- Dataset records:

++++++++++++++++++++

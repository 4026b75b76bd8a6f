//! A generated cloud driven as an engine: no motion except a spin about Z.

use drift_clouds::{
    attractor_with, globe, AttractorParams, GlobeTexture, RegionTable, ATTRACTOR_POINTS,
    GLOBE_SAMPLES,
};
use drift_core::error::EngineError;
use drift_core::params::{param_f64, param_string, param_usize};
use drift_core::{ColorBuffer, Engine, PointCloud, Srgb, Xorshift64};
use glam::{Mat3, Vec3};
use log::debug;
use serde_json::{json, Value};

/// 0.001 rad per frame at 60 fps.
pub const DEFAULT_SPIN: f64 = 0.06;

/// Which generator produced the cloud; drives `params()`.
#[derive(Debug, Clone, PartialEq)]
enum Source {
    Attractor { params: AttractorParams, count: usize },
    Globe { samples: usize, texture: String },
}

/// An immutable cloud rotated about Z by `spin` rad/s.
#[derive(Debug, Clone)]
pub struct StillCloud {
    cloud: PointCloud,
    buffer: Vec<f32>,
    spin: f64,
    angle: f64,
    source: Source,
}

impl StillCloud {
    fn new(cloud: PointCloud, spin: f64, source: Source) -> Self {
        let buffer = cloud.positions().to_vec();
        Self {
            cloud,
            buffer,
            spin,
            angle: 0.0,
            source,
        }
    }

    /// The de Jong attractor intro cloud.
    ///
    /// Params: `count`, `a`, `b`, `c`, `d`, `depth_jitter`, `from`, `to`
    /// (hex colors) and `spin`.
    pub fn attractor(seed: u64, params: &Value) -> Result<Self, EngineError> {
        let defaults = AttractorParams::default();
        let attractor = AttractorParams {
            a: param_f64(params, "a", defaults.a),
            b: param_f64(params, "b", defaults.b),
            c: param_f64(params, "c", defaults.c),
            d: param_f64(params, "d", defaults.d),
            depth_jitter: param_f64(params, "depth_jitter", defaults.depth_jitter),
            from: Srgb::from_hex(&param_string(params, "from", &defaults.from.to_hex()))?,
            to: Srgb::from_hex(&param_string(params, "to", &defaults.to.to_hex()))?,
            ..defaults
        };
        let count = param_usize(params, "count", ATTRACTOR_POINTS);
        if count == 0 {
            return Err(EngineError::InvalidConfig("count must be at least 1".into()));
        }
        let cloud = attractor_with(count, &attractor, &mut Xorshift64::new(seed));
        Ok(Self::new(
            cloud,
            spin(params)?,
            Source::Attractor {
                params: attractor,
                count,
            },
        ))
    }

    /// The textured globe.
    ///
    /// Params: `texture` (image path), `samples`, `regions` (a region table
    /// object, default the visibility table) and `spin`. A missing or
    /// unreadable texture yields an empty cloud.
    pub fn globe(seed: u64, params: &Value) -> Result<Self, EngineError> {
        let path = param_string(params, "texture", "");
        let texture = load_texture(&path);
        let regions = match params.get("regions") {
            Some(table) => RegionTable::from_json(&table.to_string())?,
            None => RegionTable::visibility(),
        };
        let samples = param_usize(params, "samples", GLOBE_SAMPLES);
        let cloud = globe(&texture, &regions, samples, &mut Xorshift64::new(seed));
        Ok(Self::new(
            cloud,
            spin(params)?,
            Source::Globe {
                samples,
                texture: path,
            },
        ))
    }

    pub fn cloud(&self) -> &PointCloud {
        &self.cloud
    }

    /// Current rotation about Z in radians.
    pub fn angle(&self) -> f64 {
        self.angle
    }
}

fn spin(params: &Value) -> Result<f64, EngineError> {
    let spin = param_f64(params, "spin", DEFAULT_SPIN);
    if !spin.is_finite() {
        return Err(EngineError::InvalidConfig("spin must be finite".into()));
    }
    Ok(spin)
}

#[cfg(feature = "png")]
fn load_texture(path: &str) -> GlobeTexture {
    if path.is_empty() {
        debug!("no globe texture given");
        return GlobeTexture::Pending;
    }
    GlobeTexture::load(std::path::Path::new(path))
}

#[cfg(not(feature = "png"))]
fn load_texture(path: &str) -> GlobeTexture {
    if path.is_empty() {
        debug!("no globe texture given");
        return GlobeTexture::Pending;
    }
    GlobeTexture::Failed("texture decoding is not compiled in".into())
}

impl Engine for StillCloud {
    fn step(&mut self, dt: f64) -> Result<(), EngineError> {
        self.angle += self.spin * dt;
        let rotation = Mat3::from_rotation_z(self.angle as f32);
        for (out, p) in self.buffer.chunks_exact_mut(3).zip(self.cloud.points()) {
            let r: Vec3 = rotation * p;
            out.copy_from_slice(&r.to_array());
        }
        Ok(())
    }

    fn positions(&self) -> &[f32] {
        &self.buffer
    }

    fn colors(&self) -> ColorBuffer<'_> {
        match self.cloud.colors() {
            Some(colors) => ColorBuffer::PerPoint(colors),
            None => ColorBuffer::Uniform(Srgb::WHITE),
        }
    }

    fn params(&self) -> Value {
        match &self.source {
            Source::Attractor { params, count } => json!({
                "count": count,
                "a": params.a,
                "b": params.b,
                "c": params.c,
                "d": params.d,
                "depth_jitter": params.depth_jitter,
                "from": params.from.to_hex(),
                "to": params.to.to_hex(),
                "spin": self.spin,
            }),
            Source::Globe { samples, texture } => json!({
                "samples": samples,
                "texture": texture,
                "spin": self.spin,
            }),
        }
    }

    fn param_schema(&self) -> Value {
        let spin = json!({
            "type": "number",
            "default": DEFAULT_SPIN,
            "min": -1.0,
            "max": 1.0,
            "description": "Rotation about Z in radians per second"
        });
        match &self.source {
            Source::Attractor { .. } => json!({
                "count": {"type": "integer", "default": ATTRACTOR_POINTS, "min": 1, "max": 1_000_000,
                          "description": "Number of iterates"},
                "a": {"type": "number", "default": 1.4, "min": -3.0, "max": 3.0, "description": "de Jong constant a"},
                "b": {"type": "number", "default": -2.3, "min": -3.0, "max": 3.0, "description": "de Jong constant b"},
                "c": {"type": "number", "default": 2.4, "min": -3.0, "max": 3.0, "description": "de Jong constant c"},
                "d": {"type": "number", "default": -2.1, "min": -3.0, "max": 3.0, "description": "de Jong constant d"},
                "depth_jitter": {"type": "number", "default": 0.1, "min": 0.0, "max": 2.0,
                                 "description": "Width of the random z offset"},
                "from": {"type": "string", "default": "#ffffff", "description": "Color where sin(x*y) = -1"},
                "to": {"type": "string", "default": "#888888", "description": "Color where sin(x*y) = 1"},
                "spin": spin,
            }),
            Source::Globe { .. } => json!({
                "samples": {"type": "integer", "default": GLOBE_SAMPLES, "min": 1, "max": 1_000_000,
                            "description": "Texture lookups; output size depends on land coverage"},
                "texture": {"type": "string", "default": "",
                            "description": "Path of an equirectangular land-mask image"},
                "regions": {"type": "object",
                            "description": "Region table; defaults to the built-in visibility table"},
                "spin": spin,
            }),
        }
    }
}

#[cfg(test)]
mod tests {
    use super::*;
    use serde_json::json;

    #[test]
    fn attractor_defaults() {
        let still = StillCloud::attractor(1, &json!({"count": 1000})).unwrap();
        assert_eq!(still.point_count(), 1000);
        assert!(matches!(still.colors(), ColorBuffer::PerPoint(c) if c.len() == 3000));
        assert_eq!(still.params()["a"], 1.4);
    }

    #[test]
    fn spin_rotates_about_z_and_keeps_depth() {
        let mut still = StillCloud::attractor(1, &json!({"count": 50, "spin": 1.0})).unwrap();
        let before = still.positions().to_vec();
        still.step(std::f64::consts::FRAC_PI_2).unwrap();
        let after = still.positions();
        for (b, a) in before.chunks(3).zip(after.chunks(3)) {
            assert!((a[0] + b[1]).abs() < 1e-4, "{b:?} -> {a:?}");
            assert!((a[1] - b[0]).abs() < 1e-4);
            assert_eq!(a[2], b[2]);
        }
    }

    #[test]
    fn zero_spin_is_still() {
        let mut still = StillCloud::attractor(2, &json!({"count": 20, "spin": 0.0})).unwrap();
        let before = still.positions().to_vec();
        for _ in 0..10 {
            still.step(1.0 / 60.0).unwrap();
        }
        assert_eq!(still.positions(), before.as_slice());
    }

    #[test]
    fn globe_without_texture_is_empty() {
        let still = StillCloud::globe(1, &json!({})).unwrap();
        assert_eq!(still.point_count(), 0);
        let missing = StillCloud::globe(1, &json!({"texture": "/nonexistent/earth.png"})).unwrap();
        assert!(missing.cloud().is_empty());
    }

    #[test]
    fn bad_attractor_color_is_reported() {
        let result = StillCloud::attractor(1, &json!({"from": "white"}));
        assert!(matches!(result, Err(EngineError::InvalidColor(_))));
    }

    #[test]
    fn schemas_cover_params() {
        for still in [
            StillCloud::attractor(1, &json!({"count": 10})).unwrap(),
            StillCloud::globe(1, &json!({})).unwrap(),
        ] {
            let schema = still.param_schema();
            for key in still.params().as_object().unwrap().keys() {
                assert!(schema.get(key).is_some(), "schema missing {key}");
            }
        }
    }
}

++++++++++++++++++++

- Work instruction:
Report each line in the preceding entries that holds the string "derive".

- Output of the task:
#[derive(Debug, Clone, PartialEq)]
#[derive(Debug, Clone)]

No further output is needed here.